Today, the president of Bayern Munich Uli Hoeness was sentenced to three and a half years in prison for tax evasion in Germany. That’s a big boy crime in a big boy business: football. I mean, of course it’s big, right? Look at all the money those clubs take in and spend!
Adam Bate though brilliantly put the so-called ‘business of football’ into perspective today for Football365:
Like the Wizard of Oz with his smoke and mirrors, this is the truth that the football hype machine is happy to cover up. For while football itself is big business and the total market for the game is vast, having expanded exponentially, in terms of individual clubs, it remains small time.
For example, in the 2011/12 Championship season, only Leeds and West Ham had a turnover in excess of £25million. To put that into context, the average Sainsbury’s superstore was turning over more than that well over a decade ago. Your average football chairman is effectively taking on a similar financial responsibility to that of a supermarket boss in charge of a solitary Tesco shop – and the football chairman has fewer employees to deal with.
I would only add too that unlike most business which profit from selling a particular product or service, football clubs—particularly those in the Premier League—make the vast majority of their comparatively paltry sums of money simply by being in the league. Of course, they ‘earned’ this privilege through promotion, but the clubs don’t sell rights themselves; the league does on their behalf.
And the amounts they receive, while chump change in the business world, are—relative to things like ticket sales and commercial sponsorships—very, very big. To quote myself:
Here’s a sobering statistic I like to use at dinner parties (I’m very popular): in the 2011/12 Premier League season, of the 18 clubs that reported their revenue breakdown, 14 clubs earned more from TV rights money than any other source, and 12 clubs earned more from TV rights money than all other sources combined.
So Premier League clubs start the year with a big fat cheque, which will either be larger or smaller depending on a) where they finish in the league and b) how many times their team appeared on television.
Now, there’s nothing at all wrong with that, but it does mean there is no incentive for clubs to be particularly savvy in how they run their operation. Since they need only remain in the league to earn the bulk of their revenues, clubs tend to be concerned only with buying whichever player and whichever manager to keep them there.
Yet because at least three clubs have to be relegated each season, and because there are more football clubs than there are elite footballers, footballer wages and transfer fees are very high. For a long time, they were higher than most clubs could afford. Some teams were forced to borrow money or take equity payments from their owners to cover losses. This led to financial chaos for teams like Portsmouth and Leeds United.
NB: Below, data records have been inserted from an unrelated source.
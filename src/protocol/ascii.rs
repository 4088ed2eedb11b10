//! ASCII streaming codec shared by the ABB and UR drivers.
//!
//! Outbound: `#<id> <code> <args…>;`. Inbound: `>##<code> <args…>;`.
//! The two vendors speak the same grammar but different units: the ABB
//! driver works in the cursor's native mm/deg, the UR driver wants
//! meters and radians. Conversion happens symmetrically at the codec
//! boundary so cursor state stays canonical.

use regex::Regex;
use tracing::warn;

use crate::action::{Action, ActionKind};
use crate::cursor::RobotCursor;
use crate::geometry::{Quaternion, Vector};
use crate::protocol::{DeviceEvent, WireProtocol};
use crate::types::{Joints, MotionType};

// Outbound instruction codes.
const INST_MOVE_LINEAR: u8 = 1;
const INST_MOVE_JOINT: u8 = 2;
const INST_AXES: u8 = 3;
const INST_SPEED: u8 = 4;
const INST_PRECISION: u8 = 5;
const INST_WAIT: u8 = 6;
const INST_MESSAGE: u8 = 7;
const INST_TOOL: u8 = 8;
const INST_NO_TOOL: u8 = 9;
const INST_SET_DO: u8 = 10;
const INST_SET_AO: u8 = 11;

// Inbound response codes.
const RESP_ACK: u8 = 1;
const RESP_POSE: u8 = 2;
const RESP_JOINTS: u8 = 3;

#[derive(Clone, Copy, PartialEq)]
enum Units {
    /// mm and degrees, as the cursor stores them.
    Native,
    /// meters and radians on the wire.
    Si,
}

pub struct AsciiCodec {
    units: Units,
    inbound: String,
    response_re: Regex,
}

impl AsciiCodec {
    pub fn abb() -> Self {
        Self::with_units(Units::Native)
    }

    pub fn ur() -> Self {
        Self::with_units(Units::Si)
    }

    fn with_units(units: Units) -> Self {
        Self {
            units,
            inbound: String::new(),
            response_re: Regex::new(r"^>##(\d+)((?:\s+-?[\d.eE+-]+)*)\s*$").unwrap(),
        }
    }

    fn length(&self, mm: f64) -> f64 {
        match self.units {
            Units::Native => mm,
            Units::Si => mm / 1000.0,
        }
    }

    fn angle(&self, degrees: f64) -> f64 {
        match self.units {
            Units::Native => degrees,
            Units::Si => degrees.to_radians(),
        }
    }

    fn length_in(&self, wire: f64) -> f64 {
        match self.units {
            Units::Native => wire,
            Units::Si => wire * 1000.0,
        }
    }

    fn angle_in(&self, wire: f64) -> f64 {
        match self.units {
            Units::Native => wire,
            Units::Si => wire.to_degrees(),
        }
    }

    fn pose_args(&self, position: Vector, rotation: Quaternion) -> String {
        format!(
            "{:.6} {:.6} {:.6} {:.6} {:.6} {:.6} {:.6}",
            self.length(position.x),
            self.length(position.y),
            self.length(position.z),
            rotation.w,
            rotation.x,
            rotation.y,
            rotation.z,
        )
    }

    fn parse_response(&self, chunk: &str) -> Option<DeviceEvent> {
        let caps = self.response_re.captures(chunk)?;
        let code: u8 = caps[1].parse().ok()?;
        let args: Vec<f64> = caps[2]
            .split_whitespace()
            .map(|a| a.parse::<f64>())
            .collect::<Result<_, _>>()
            .ok()?;
        match (code, args.len()) {
            (RESP_ACK, 1) => Some(DeviceEvent::Ack { id: args[0] as u64 }),
            (RESP_POSE, 7) => Some(DeviceEvent::Pose {
                position: Vector::new(
                    self.length_in(args[0]),
                    self.length_in(args[1]),
                    self.length_in(args[2]),
                ),
                rotation: Quaternion::new(args[3], args[4], args[5], args[6]),
            }),
            (RESP_JOINTS, 6) => Some(DeviceEvent::Joints {
                joints: Joints::new(
                    self.angle_in(args[0]),
                    self.angle_in(args[1]),
                    self.angle_in(args[2]),
                    self.angle_in(args[3]),
                    self.angle_in(args[4]),
                    self.angle_in(args[5]),
                ),
            }),
            _ => None,
        }
    }
}

impl WireProtocol for AsciiCodec {
    fn encode(&self, action: &Action, cursor: &RobotCursor) -> Option<String> {
        let body = match &action.kind {
            ActionKind::Translation { .. }
            | ActionKind::Rotation { .. }
            | ActionKind::Transformation { .. } => {
                let (position, rotation) = (cursor.position?, cursor.rotation?);
                let code = match cursor.settings.motion_type {
                    MotionType::Linear => INST_MOVE_LINEAR,
                    MotionType::Joint => INST_MOVE_JOINT,
                };
                format!("{} {}", code, self.pose_args(position, rotation))
            }
            ActionKind::Axes { .. } => {
                let j = cursor.joints?.0;
                format!(
                    "{} {:.6} {:.6} {:.6} {:.6} {:.6} {:.6}",
                    INST_AXES,
                    self.angle(j[0]),
                    self.angle(j[1]),
                    self.angle(j[2]),
                    self.angle(j[3]),
                    self.angle(j[4]),
                    self.angle(j[5]),
                )
            }
            ActionKind::Speed { .. } => {
                format!("{} {:.6}", INST_SPEED, self.length(cursor.settings.speed))
            }
            ActionKind::Precision { .. } => {
                format!(
                    "{} {:.6}",
                    INST_PRECISION,
                    self.length(cursor.settings.precision)
                )
            }
            ActionKind::Wait { millis } => format!("{} {}", INST_WAIT, millis),
            ActionKind::Message { text } => {
                format!("{} \"{}\"", INST_MESSAGE, text.replace('"', "'"))
            }
            ActionKind::AttachTool { .. } => {
                let tool = cursor.tool.as_ref()?;
                format!(
                    "{} {}",
                    INST_TOOL,
                    self.pose_args(tool.tcp_position, tool.tcp_orientation)
                )
            }
            ActionKind::DetachTool => format!("{}", INST_NO_TOOL),
            ActionKind::IoDigital { pin, on } => {
                format!("{} {} {}", INST_SET_DO, pin, if *on { 1 } else { 0 })
            }
            ActionKind::IoAnalog { pin, value } => {
                format!("{} {} {:.6}", INST_SET_AO, pin, value)
            }
            // Everything else only mutates cursor state.
            _ => return None,
        };
        Some(format!("#{} {};", action.id, body))
    }

    fn frame(&self, batch: &[String]) -> Vec<u8> {
        batch.concat().into_bytes()
    }

    fn feed(&mut self, bytes: &[u8]) -> Vec<DeviceEvent> {
        self.inbound.push_str(&String::from_utf8_lossy(bytes));
        let mut events = Vec::new();
        // Only complete ';'-terminated statements are consumed; a
        // partial tail stays buffered for the next read.
        while let Some(end) = self.inbound.find(';') {
            let chunk: String = self.inbound.drain(..=end).collect();
            let chunk = chunk[..chunk.len() - 1].trim();
            if chunk.is_empty() {
                continue;
            }
            match self.parse_response(chunk) {
                Some(event) => events.push(event),
                None => warn!("dropping malformed response frame: {:?}", chunk),
            }
        }
        events
    }
}

#[cfg(test)]
mod tests {
    use super::*;

    fn cursor_at(x: f64, y: f64, z: f64) -> RobotCursor {
        let mut c = RobotCursor::new("wire", true);
        c.issue(Action::new(ActionKind::Translation {
            translation: Vector::new(x, y, z),
            relative: false,
        }));
        c
    }

    #[test]
    fn abb_encodes_native_units() {
        let codec = AsciiCodec::abb();
        let c = cursor_at(500.0, 0.0, 250.0);
        let action = Action::new(ActionKind::Translation {
            translation: Vector::new(500.0, 0.0, 250.0),
            relative: false,
        });
        let msg = codec.encode(&action, &c).unwrap();
        assert_eq!(
            msg,
            format!(
                "#{} 1 500.000000 0.000000 250.000000 1.000000 0.000000 0.000000 0.000000;",
                action.id
            )
        );
    }

    #[test]
    fn ur_encodes_meters() {
        let codec = AsciiCodec::ur();
        let c = cursor_at(500.0, 0.0, 250.0);
        let action = Action::new(ActionKind::Translation {
            translation: Vector::new(500.0, 0.0, 250.0),
            relative: false,
        });
        let msg = codec.encode(&action, &c).unwrap();
        assert!(msg.contains(" 1 0.500000 0.000000 0.250000 "));
    }

    #[test]
    fn settings_only_actions_have_no_wire_form() {
        let codec = AsciiCodec::abb();
        let mut c = RobotCursor::new("wire", true);
        let push = Action::new(ActionKind::PushSettings);
        c.issue(push.clone());
        assert!(codec.encode(&push, &c).is_none());
    }

    #[test]
    fn feed_handles_partial_and_concatenated_frames() {
        let mut codec = AsciiCodec::abb();
        assert!(codec.feed(b">##1 4").is_empty());
        let events = codec.feed(b"2;>##1 43;");
        assert_eq!(
            events,
            vec![DeviceEvent::Ack { id: 42 }, DeviceEvent::Ack { id: 43 }]
        );
    }

    #[test]
    fn ur_pose_response_converts_to_millimeters() {
        let mut codec = AsciiCodec::ur();
        let events = codec.feed(b">##2 0.5 0 0.25 1 0 0 0;");
        match &events[0] {
            DeviceEvent::Pose { position, .. } => {
                assert!((position.x - 500.0).abs() < 1e-9);
                assert!((position.z - 250.0).abs() < 1e-9);
            }
            other => panic!("unexpected event {:?}", other),
        }
    }

    #[test]
    fn malformed_frames_are_dropped() {
        let mut codec = AsciiCodec::abb();
        let events = codec.feed(b">##garbage here;>##1 7;");
        assert_eq!(events, vec![DeviceEvent::Ack { id: 7 }]);
    }
}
Of course businesses go out of business all the time in the real world, but the difference is that business people work in a market that is constantly changing and subject to sometimes devastating and unforeseeable events. Football, while unpredictable in its own way, offers very static outcomes. Your team loses and is relegated. Your team wins and is promoted. You finish here you get this amount of money, you finish there you don’t. Theoretically, there should be no reason for owners to fail to see and prepare for potentially devastating outcomes ahead of time. And yet they do, over and over again, leading to instability and shifting ownership.
Again, it shouldn’t be this way because it is very easy to calculate risk in football. It shouldn’t take too much effort to figure out the potential financial danger or gain from every possible outcome, no matter how unlikely. Once you’ve done that, you can begin to spend money in a much smarter, more daring way, and prepare contingencies for disaster. You might focus on finding ways to identify good players well below peak market value, or ways to transform merely good players into elite players, or establish a financial strategy in case your team is relegated.
Until now, no clubs had the incentive to spend responsibly because they simply waltzed into a giant pile of money by just avoiding being overly crappy. Now, with break-even provisions like UEFA’s Financial Fair Play forcing clubs to spend only what they earn if they want to compete in Europe, team financiers find themselves suddenly forced to seek novel ways to build competitive sides.
Is it unfair that some teams already have a built in revenue advantage from being massive, globally popular entities? Sure. But even if Southampton qualifies the Champions League, they’re probably never going to match Man United, Arsenal or Liverpool in that game. You’re far more likely to win by playing smart. Until clubs are willing to think beyond ‘spend more, win more,’ we shouldn’t take their complaints about Financial Fair Play too seriously.